Given the vast range of other data types that support multi-valued fields, it was surprising to run into such a limitation.

S-Dragon0302 commented 1 year ago

@mayya-sharipova Is there any plan to launch this function in which version of elasticsearch

benwtrent commented 1 year ago

@S-Dragon0302 for https://github.com/elastic/elasticsearch/issues/72068 I am digging into it. No release version yet.

Could you mention your use case here and what your goals are with using this feature?

S-Dragon0302 commented 1 year ago

@S-Dragon0302 for #72068 I am digging into it. No release version yet.

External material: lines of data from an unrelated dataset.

//! X11 implementation using XRecord for input, Xlib for queries and
//! override-redirect ARGB windows for overlays.

mod display;
mod listen;
mod overlay;

pub use display::{cursor_position, displays};
pub use listen::{run_hook, stop_hook};
pub use overlay::OverlayBackend;
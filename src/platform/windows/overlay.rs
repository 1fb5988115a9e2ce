//! Windows overlay surfaces: layered, topmost, click-through popups.
//!
//! Each surface owns a top-down 32-bit DIB section selected into a memory
//! DC. A present rasterizes the frame, copies it into the DIB as
//! premultiplied BGRA and hands it to `UpdateLayeredWindow`; opacity is the
//! blend function's constant alpha, so fades do not re-rasterize.
//!
//! Monitor bounds are reported in physical pixels, so one frame point is one
//! pixel here.

use crate::error::{Error, Result};
use crate::paint::Frame;
use crate::render::{Canvas, LabelFont};
use crate::surface::{OverlaySurface, SurfaceBackend, SurfaceConfig, SurfaceLevel};
use std::ffi::c_void;
use std::time::Duration;
use windows::Win32::Foundation::{COLORREF, HINSTANCE, HWND, LPARAM, LRESULT, POINT, SIZE, WPARAM};
use windows::Win32::Graphics::Gdi::{
    AC_SRC_ALPHA, AC_SRC_OVER, BI_RGB, BITMAPINFO, BITMAPINFOHEADER, BLENDFUNCTION,
    CreateCompatibleDC, CreateDIBSection, DIB_RGB_COLORS, DeleteDC, DeleteObject, GetDC, HBITMAP,
    HDC, HGDIOBJ, ReleaseDC, SelectObject,
};
use windows::Win32::System::LibraryLoader::GetModuleHandleW;
use windows::Win32::UI::WindowsAndMessaging::{
    CS_HREDRAW, CS_VREDRAW, CreateWindowExW, DefWindowProcW, DestroyWindow, DispatchMessageW, MSG,
    PM_REMOVE, PeekMessageW, RegisterClassExW, SW_HIDE, SW_SHOWNOACTIVATE, ShowWindow,
    TranslateMessage, ULW_ALPHA, UpdateLayeredWindow, WNDCLASSEXW,
    WS_EX_LAYERED, WS_EX_NOACTIVATE, WS_EX_TOOLWINDOW, WS_EX_TOPMOST, WS_EX_TRANSPARENT,
    WS_POPUP,
};
use windows::core::w;

/// Idle message pumping period.
const PUMP_INTERVAL: Duration = Duration::from_millis(50);

/// Creates one layered window per display.
pub struct OverlayBackend {
    instance: HINSTANCE,
    font: Option<LabelFont>,
}

impl OverlayBackend {
    /// Register the overlay window class.
    pub fn new() -> Result<Self> {
        let module = unsafe { GetModuleHandleW(None) }
            .map_err(|e| Error::Platform(format!("GetModuleHandleW failed: {e}")))?;
        let instance: HINSTANCE = module.into();

        let class = WNDCLASSEXW {
            cbSize: std::mem::size_of::<WNDCLASSEXW>() as u32,
            style: CS_HREDRAW | CS_VREDRAW,
            lpfnWndProc: Some(overlay_wnd_proc),
            hInstance: instance,
            lpszClassName: w!("LimelightOverlay"),
            ..Default::default()
        };
        // Zero means failure, or that an earlier backend already registered it.
        if unsafe { RegisterClassExW(&class) } == 0 {
            log::debug!("overlay window class already registered");
        }

        Ok(Self {
            instance,
            font: LabelFont::system(),
        })
    }
}

impl SurfaceBackend for OverlayBackend {
    fn create_surface(&mut self, config: &SurfaceConfig) -> Result<Box<dyn OverlaySurface>> {
        Ok(Box::new(LayeredWindow::create(
            self.instance,
            config,
            self.font.clone(),
        )?))
    }

    fn pump(&mut self) {
        let mut msg = MSG::default();
        unsafe {
            while PeekMessageW(&mut msg, None, 0, 0, PM_REMOVE).as_bool() {
                let _ = TranslateMessage(&msg);
                DispatchMessageW(&msg);
            }
        }
    }

    fn pump_interval(&self) -> Option<Duration> {
        Some(PUMP_INTERVAL)
    }
}

unsafe extern "system" fn overlay_wnd_proc(
    hwnd: HWND,
    msg: u32,
    wparam: WPARAM,
    lparam: LPARAM,
) -> LRESULT {
    unsafe { DefWindowProcW(hwnd, msg, wparam, lparam) }
}

struct LayeredWindow {
    hwnd: HWND,
    origin: POINT,
    size: SIZE,
    memory_dc: HDC,
    bitmap: HBITMAP,
    previous: HGDIOBJ,
    bits: *mut u8,
    canvas: Canvas,
    alpha: u8,
}

impl LayeredWindow {
    fn create(
        instance: HINSTANCE,
        config: &SurfaceConfig,
        font: Option<LabelFont>,
    ) -> Result<Self> {
        let bounds = config.native_bounds;
        let width = bounds.width.round().max(1.0) as i32;
        let height = bounds.height.round().max(1.0) as i32;
        let canvas = Canvas::new(width as usize, height as usize)
            .ok_or_else(|| Error::SurfaceCreation(format!("bad size {width}x{height}")))?
            .with_font(font);

        let mut ex_style = WS_EX_LAYERED | WS_EX_TOOLWINDOW | WS_EX_NOACTIVATE;
        if config.click_through {
            ex_style |= WS_EX_TRANSPARENT;
        }
        if config.level != SurfaceLevel::Normal {
            ex_style |= WS_EX_TOPMOST;
        }

        let hwnd = unsafe {
            CreateWindowExW(
                ex_style,
                w!("LimelightOverlay"),
                w!(""),
                WS_POPUP,
                bounds.x.round() as i32,
                bounds.y.round() as i32,
                width,
                height,
                None,
                None,
                Some(instance),
                None,
            )
        }
        .map_err(|e| Error::SurfaceCreation(format!("CreateWindowExW failed: {e}")))?;

        let info = BITMAPINFO {
            bmiHeader: BITMAPINFOHEADER {
                biSize: std::mem::size_of::<BITMAPINFOHEADER>() as u32,
                biWidth: width,
                // Negative height: rows top-down, matching the canvas.
                biHeight: -height,
                biPlanes: 1,
                biBitCount: 32,
                biCompression: BI_RGB.0,
                ..Default::default()
            },
            ..Default::default()
        };

        let mut bits: *mut c_void = std::ptr::null_mut();
        let (memory_dc, bitmap) = unsafe {
            let screen = GetDC(None);
            let memory_dc = CreateCompatibleDC(Some(screen));
            let bitmap = CreateDIBSection(Some(screen), &info, DIB_RGB_COLORS, &mut bits, None, 0);
            ReleaseDC(None, screen);
            match bitmap {
                Ok(bitmap) if !bits.is_null() => (memory_dc, bitmap),
                other => {
                    if let Ok(bitmap) = other {
                        let _ = DeleteObject(bitmap.into());
                    }
                    let _ = DeleteDC(memory_dc);
                    let _ = DestroyWindow(hwnd);
                    return Err(Error::SurfaceCreation("CreateDIBSection failed".into()));
                }
            }
        };
        let previous = unsafe { SelectObject(memory_dc, bitmap.into()) };

        log::debug!(
            "layered overlay for display {} at {:?}",
            config.display_id,
            bounds
        );
        Ok(Self {
            hwnd,
            origin: POINT {
                x: bounds.x.round() as i32,
                y: bounds.y.round() as i32,
            },
            size: SIZE {
                cx: width,
                cy: height,
            },
            memory_dc,
            bitmap,
            previous,
            bits: bits.cast(),
            canvas,
            alpha: 0,
        })
    }

    fn update(&self) -> Result<()> {
        let source = POINT { x: 0, y: 0 };
        let blend = BLENDFUNCTION {
            BlendOp: AC_SRC_OVER as u8,
            SourceConstantAlpha: self.alpha,
            AlphaFormat: AC_SRC_ALPHA as u8,
            ..Default::default()
        };
        unsafe {
            UpdateLayeredWindow(
                self.hwnd,
                None,
                Some(&self.origin),
                Some(&self.size),
                Some(self.memory_dc),
                Some(&source),
                COLORREF(0),
                Some(&blend),
                ULW_ALPHA,
            )
        }
        .map_err(|e| Error::Platform(format!("UpdateLayeredWindow failed: {e}")))
    }
}

impl OverlaySurface for LayeredWindow {
    fn set_visible(&mut self, visible: bool) {
        let command = if visible { SW_SHOWNOACTIVATE } else { SW_HIDE };
        unsafe {
            let _ = ShowWindow(self.hwnd, command);
        }
    }

    fn set_opacity(&mut self, opacity: f64) {
        let alpha = (opacity.clamp(0.0, 1.0) * 255.0).round() as u8;
        if alpha == self.alpha {
            return;
        }
        self.alpha = alpha;
        if let Err(err) = self.update() {
            log::debug!("{err}");
        }
    }

    fn present(&mut self, frame: &Frame) -> Result<()> {
        self.canvas.clear();
        self.canvas.render(frame);
        let len = self.size.cx as usize * self.size.cy as usize * 4;
        // SAFETY: the DIB section holds exactly `len` bytes and lives until Drop.
        let pixels = unsafe { std::slice::from_raw_parts_mut(self.bits, len) };
        self.canvas.write_bgra(pixels, 1.0);
        self.update()
    }
}

impl Drop for LayeredWindow {
    fn drop(&mut self) {
        unsafe {
            let _ = SelectObject(self.memory_dc, self.previous);
            let _ = DeleteObject(self.bitmap.into());
            let _ = DeleteDC(self.memory_dc);
            let _ = DestroyWindow(self.hwnd);
        }
    }
}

Could you mention your use case here and what your goals are with using this feature?

Basically, a message published by a social platform contains multiple images. If I need to find this message according to the image, I need to compare it with each image of this message. As long as there is a similar image, this message will be hit

S-Dragon0302 commented 1 year ago

ColeDCrawford commented 1 year ago

Yeah the above chart would be ideal! I also have a use case for this. I'm interested in hybrid search that combines the new learned sparse encoder for text with vector based image search. I have a database of artwork with text metadata and multiple images per artwork. For example: https://harvardartmuseums.org/collections/object/170157. One work, but 1..N images.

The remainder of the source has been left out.